[PROBLEM TO SOLVE] Below are some records. Copy every line in them that holds "RecommendedProduct".

----- ENTRIES PROVIDED -----

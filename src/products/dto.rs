use askama::Template;

use crate::auth::session::SessionUser;
use crate::store::ProductRow;
use crate::views::format_price;

const UNCLASSIFIED: &str = "-";

/// Catalog row with every optional column already resolved for display.
#[derive(Debug, Clone)]
pub struct ProductView {
    pub name: String,
    pub brand: String,
    pub price: String,
    pub category: String,
    pub skin_type: String,
    pub concern: String,
}

impl From<ProductRow> for ProductView {
    fn from(p: ProductRow) -> Self {
        let or_dash = |v: Option<String>| v.unwrap_or_else(|| UNCLASSIFIED.into());
        Self {
            name: p.name,
            brand: or_dash(p.brand),
            price: format_price(p.price),
            category: or_dash(p.category_name),
            skin_type: or_dash(p.type_name),
            concern: or_dash(p.concern_name),
        }
    }
}

#[derive(Template)]
#[template(path = "products.html")]
pub struct ProductsPage {
    pub title: &'static str,
    pub current_user: Option<SessionUser>,
    pub products: Vec<ProductView>,
    pub error: Option<&'static str>,
}

#[cfg(test)]
mod tests {
    use super::*;
    use crate::store::memory::product;

    #[test]
    fn missing_classification_renders_as_dash() {
        let view = ProductView::from(product(3, "Daily Mineral SPF 50", "Solis", 24.99, "Sunscreen", None, None));
        assert_eq!(view.price, "$24.99");
        assert_eq!(view.category, "Sunscreen");
        assert_eq!(view.skin_type, "-");
        assert_eq!(view.concern, "-");
    }
}
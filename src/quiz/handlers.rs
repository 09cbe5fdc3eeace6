use axum::{extract::State, response::Html, Form};
use tracing::{error, info, instrument};

use super::dto::{QuestionView, QuizPage, RecommendationView};
use super::services::{load_questions, parse_selection, score_answers, QuizResult, Selection};
use crate::{
    auth::{extractors::CurrentUser, session::SessionUser},
    error::AppError,
    state::AppState,
    views::render,
};

const UNANSWERED: &str = "Please answer all questions before submitting.";
const NO_MATCH: &str = "No recommendations found for this score.";
const LOAD_FAILED: &str = "Unable to load quiz at the moment.";
const SCORING_FAILED: &str = "Something went wrong calculating your results.";

#[instrument(skip_all)]
pub async fn quiz_page(
    State(state): State<AppState>,
    CurrentUser(current_user): CurrentUser,
) -> Result<Html<String>, AppError> {
    let page = match load_questions(state.store.as_ref()).await {
        Ok(questions) => QuizPage::new(current_user, questions),
        Err(e) => {
            error!(error = %e, "loading quiz failed");
            QuizPage::new(current_user, Vec::new()).with_message(LOAD_FAILED)
        }
    };
    render(&page)
}

enum Submission {
    Unanswered(Vec<QuestionView>),
    Scored(Vec<QuestionView>, QuizResult),
}

/// Every form field is an answer; field names are ignored.
#[instrument(skip_all)]
pub async fn submit_quiz(
    State(state): State<AppState>,
    CurrentUser(current_user): CurrentUser,
    Form(fields): Form<Vec<(String, String)>>,
) -> Result<Html<String>, AppError> {
    let selection = parse_selection(fields.iter().map(|(_, value)| value.as_str()));

    let page = match evaluate(&state, current_user.as_ref(), &selection).await {
        Ok(Submission::Unanswered(questions)) => {
            QuizPage::new(current_user, questions).with_message(UNANSWERED)
        }
        Ok(Submission::Scored(questions, result)) => {
            info!(score = result.score, matches = result.recommendations.len(), "quiz submitted");
            let mut page = QuizPage::new(current_user, questions);
            if result.recommendations.is_empty() {
                page.message = Some(NO_MATCH);
            }
            page.score = Some(result.score);
            page.recommendations = Some(
                result
                    .recommendations
                    .into_iter()
                    .map(RecommendationView::from)
                    .collect(),
            );
            page
        }
        Err(e) => {
            error!(error = %e, "submitting quiz failed");
            let questions = load_questions(state.store.as_ref())
                .await
                .unwrap_or_default();
            QuizPage::new(current_user, questions).with_message(SCORING_FAILED)
        }
    };
    render(&page)
}

async fn evaluate(
    state: &AppState,
    user: Option<&SessionUser>,
    selection: &Selection,
) -> anyhow::Result<Submission> {
    let store = state.store.as_ref();
    let questions = load_questions(store).await?;
    if !selection.answered {
        return Ok(Submission::Unanswered(questions));
    }
    let skin_type = match user {
        Some(user) => store.user_skin_type(user.id).await?,
        None => None,
    };
    let result = score_answers(store, &selection.option_ids, skin_type).await?;
    Ok(Submission::Scored(questions, result))
}
use crate::state::AppState;
use axum::Router;

mod claims;
mod dto;
pub mod extractors;
pub mod handlers;
pub mod password;
pub mod services;
pub mod session;

pub fn router() -> Router<AppState> {
    handlers::auth_routes()
}
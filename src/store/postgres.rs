use anyhow::Context;
use async_trait::async_trait;
use sqlx::PgPool;

use super::{
    AppointmentRow, DashboardCounts, NamedRef, ProductRow, QuizOption, QuizQuestion,
    RecommendedProduct, RoutineSummary, Store, UserCredentials,
};

#[derive(Clone)]
pub struct PgStore {
    db: PgPool,
}

impl PgStore {
    pub fn new(db: PgPool) -> Self {
        Self { db }
    }
}

#[async_trait]
impl Store for PgStore {
    async fn dashboard_counts(&self) -> anyhow::Result<DashboardCounts> {
        let (products, users, routines) = sqlx::query_as::<_, (i64, i64, i64)>(
            r#"
            SELECT (SELECT COUNT(*) FROM product),
                   (SELECT COUNT(*) FROM users),
                   (SELECT COUNT(*) FROM routines)
            "#,
        )
        .fetch_one(&self.db)
        .await
        .context("count dashboard rows")?;
        Ok(DashboardCounts {
            products,
            users,
            routines,
        })
    }

    async fn recent_routines(&self, limit: i64) -> anyhow::Result<Vec<RoutineSummary>> {
        let rows = sqlx::query_as::<_, RoutineSummary>(
            r#"
            SELECT r.routine_id,
                   r.routine_name,
                   r.time_of_day,
                   u.name AS user_name,
                   COALESCE(string_agg(p.name, ', ' ORDER BY rp.step_order), 'Custom blend')
                       AS products
              FROM routines r
              JOIN users u ON r.user_id = u.user_id
              LEFT JOIN routine_product rp ON r.routine_id = rp.routine_id
              LEFT JOIN product p ON rp.product_id = p.product_id
             GROUP BY r.routine_id, r.routine_name, r.time_of_day, u.name
             ORDER BY r.routine_id
             LIMIT $1
            "#,
        )
        .bind(limit)
        .fetch_all(&self.db)
        .await
        .context("list routines")?;
        Ok(rows)
    }

    async fn products(&self) -> anyhow::Result<Vec<ProductRow>> {
        let rows = sqlx::query_as::<_, ProductRow>(
            r#"
            SELECT p.product_id,
                   p.name,
                   p.brand,
                   p.price::FLOAT8 AS price,
                   c.category_name,
                   st.type_name,
                   sc.concern_name
              FROM product p
              LEFT JOIN p_category c ON p.category_id = c.category_id
              LEFT JOIN skin_type st ON p.type_id = st.type_id
              LEFT JOIN skin_concern sc ON p.concern_id = sc.concern_id
             ORDER BY p.name
            "#,
        )
        .fetch_all(&self.db)
        .await
        .context("list products")?;
        Ok(rows)
    }

    async fn quiz_questions(&self) -> anyhow::Result<Vec<QuizQuestion>> {
        let rows = sqlx::query_as::<_, QuizQuestion>(
            r#"
            SELECT question_id, question_text
              FROM quiz_question
             ORDER BY question_id
            "#,
        )
        .fetch_all(&self.db)
        .await
        .context("list quiz questions")?;
        Ok(rows)
    }

    async fn quiz_options(&self) -> anyhow::Result<Vec<QuizOption>> {
        let rows = sqlx::query_as::<_, QuizOption>(
            r#"
            SELECT option_id, question_id, option_text, score_value
              FROM quiz_option
             ORDER BY question_id, option_id
            "#,
        )
        .fetch_all(&self.db)
        .await
        .context("list quiz options")?;
        Ok(rows)
    }

    async fn option_scores(&self, option_ids: &[i32]) -> anyhow::Result<Vec<Option<i32>>> {
        let rows = sqlx::query_as::<_, (Option<i32>,)>(
            r#"
            SELECT score_value
              FROM quiz_option
             WHERE option_id = ANY($1)
            "#,
        )
        .bind(option_ids)
        .fetch_all(&self.db)
        .await
        .context("load option scores")?;
        Ok(rows.into_iter().map(|(score,)| score).collect())
    }

    async fn user_skin_type(&self, user_id: i32) -> anyhow::Result<Option<i32>> {
        let row = sqlx::query_as::<_, (Option<i32>,)>(
            r#"SELECT type_id FROM users WHERE user_id = $1"#,
        )
        .bind(user_id)
        .fetch_optional(&self.db)
        .await
        .context("load user skin type")?;
        Ok(row.and_then(|(type_id,)| type_id))
    }

    async fn recommendations(
        &self,
        total: i64,
        type_id: Option<i32>,
    ) -> anyhow::Result<Vec<RecommendedProduct>> {
        let rows = sqlx::query_as::<_, RecommendedProduct>(
            r#"
            SELECT p.product_id, p.name, p.price::FLOAT8 AS price
              FROM quiz_recommendation qr
              JOIN product p ON qr.product_id = p.product_id
             WHERE $1 BETWEEN qr.min_score AND qr.max_score
               AND (qr.type_id IS NULL OR qr.type_id = $2)
             ORDER BY qr.min_score, p.name
            "#,
        )
        .bind(total)
        .bind(type_id) // NULL matches only type-less rules
        .fetch_all(&self.db)
        .await
        .context("look up recommendations")?;
        Ok(rows)
    }

    async fn appointments(&self) -> anyhow::Result<Vec<AppointmentRow>> {
        let rows = sqlx::query_as::<_, AppointmentRow>(
            r#"
            SELECT a.appointment_id,
                   a.date,
                   a.time,
                   a.notes,
                   u.name AS user_name,
                   d.name AS derm_name
              FROM appointment a
              JOIN users u ON a.user_id = u.user_id
              JOIN dermat d ON a.derm_id = d.derm_id
             ORDER BY a.date, a.time
            "#,
        )
        .fetch_all(&self.db)
        .await
        .context("list appointments")?;
        Ok(rows)
    }

    async fn user_directory(&self) -> anyhow::Result<Vec<NamedRef>> {
        let rows = sqlx::query_as::<_, NamedRef>(
            r#"SELECT user_id AS id, name FROM users ORDER BY name"#,
        )
        .fetch_all(&self.db)
        .await
        .context("list users")?;
        Ok(rows)
    }

    async fn dermatologists(&self) -> anyhow::Result<Vec<NamedRef>> {
        let rows = sqlx::query_as::<_, NamedRef>(
            r#"SELECT derm_id AS id, name FROM dermat ORDER BY name"#,
        )
        .fetch_all(&self.db)
        .await
        .context("list dermatologists")?;
        Ok(rows)
    }

    async fn find_user_by_email(&self, email: &str) -> anyhow::Result<Option<UserCredentials>> {
        let user = sqlx::query_as::<_, UserCredentials>(
            r#"
            SELECT user_id, name, email, password
              FROM users
             WHERE lower(email) = lower($1)
             LIMIT 1
            "#,
        )
        .bind(email)
        .fetch_optional(&self.db)
        .await
        .context("find user by email")?;
        Ok(user)
    }
}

-----

[EXERCISE RESULT]
    RecommendedProduct, RoutineSummary, Store, UserCredentials,
    ) -> anyhow::Result<Vec<RecommendedProduct>> {
        let rows = sqlx::query_as::<_, RecommendedProduct>(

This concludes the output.